╭──

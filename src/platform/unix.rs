//! Unix implementations of platform helpers.

use anyhow::{Context, Result};
use std::ffi::CString;
use std::fs::{self, File, OpenOptions};
use std::io::{self, Write};
use std::os::unix::ffi::OsStrExt;
use std::os::unix::fs::{OpenOptionsExt, PermissionsExt};
use std::path::Path;

use super::temp::tmp_sibling_name;

/// Open log file for appending; set 0600 only when creating a new file.
/// If the file already exists, we preserve its existing permissions to avoid
/// clobbering administrator adjustments (e.g. group-readable for log shipping).
pub fn open_log_file_secure_append(path: &Path) -> io::Result<File> {
    if let Some(parent) = path.parent() {
        let _ = fs::create_dir_all(parent);
    }
    let existed = path.exists();
    let f = OpenOptions::new()
        .create(true)
        .append(true)
        .mode(0o600) // applies on create
        .open(path)?;
    if !existed {
        let _ = fs::set_permissions(path, fs::Permissions::from_mode(0o600));
    }
    Ok(f)
}

/// Atomically write `contents` to `path` with 0600 permissions on the file,
/// ensuring durability by fsync-ing the temp file and the parent directory.
///
/// Steps:
/// - Create unique hidden temp sibling with mode 0600 and O_EXCL semantics
/// - Write contents, fsync temp, rename to destination, fsync parent dir
/// - On failure, remove the temp file best-effort and return the error
pub fn atomic_write_0600(path: &Path, contents: &[u8]) -> Result<()> {
    let parent = path
        .parent()
        .ok_or_else(|| io::Error::new(io::ErrorKind::InvalidInput, "path has no parent"))?;

    let tmp = tmp_sibling_name(path);

    let mut f = OpenOptions::new()
        .write(true)
        .create_new(true)
        .mode(0o600)
        .open(&tmp)
        .with_context(|| format!("create temp '{}'", tmp.display()))?;
    if let Err(e) = f.write_all(contents).and_then(|_| f.sync_all()) {
        drop(f);
        let _ = fs::remove_file(&tmp);
        return Err(e).with_context(|| format!("write temp '{}'", tmp.display()));
    }
    drop(f);

    if let Err(e) = fs::rename(&tmp, path) {
        let _ = fs::remove_file(&tmp);
        return Err(e)
            .with_context(|| format!("rename '{}' -> '{}'", tmp.display(), path.display()));
    }

    // Ignore fsync errors on the directory; the rename already happened.
    if let Ok(dir_file) = File::open(parent) {
        let _ = dir_file.sync_all();
    }
    Ok(())
}

/// POSIX chmod 0700 for directories.
pub fn set_dir_mode_0700(path: &Path) -> io::Result<()> {
    let perm = fs::Permissions::from_mode(0o700);
    fs::set_permissions(path, perm)
}

/// True when the current process may not write to `path` (access(2) with W_OK).
/// Symlinks are judged by their target, the way rm does.
pub fn is_write_protected(path: &Path) -> bool {
    let c_path = match CString::new(path.as_os_str().as_bytes()) {
        Ok(c) => c,
        Err(_) => return false,
    };
    // SAFETY: c_path is a valid NUL-terminated string that outlives the call.
    let rc = unsafe { libc::access(c_path.as_ptr(), libc::W_OK) };
    if rc == 0 {
        return false;
    }
    // A dangling symlink or a vanished entry is not "protected"; the mover reports it.
    io::Error::last_os_error().raw_os_error() != Some(libc::ENOENT)
}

╰──

**Task item**
The answer must consist of every line from the data that contains the word "Some".

**Response to this exercise**
    if let Some(parent) = path.parent() {
    io::Error::last_os_error().raw_os_error() != Some(libc::ENOENT)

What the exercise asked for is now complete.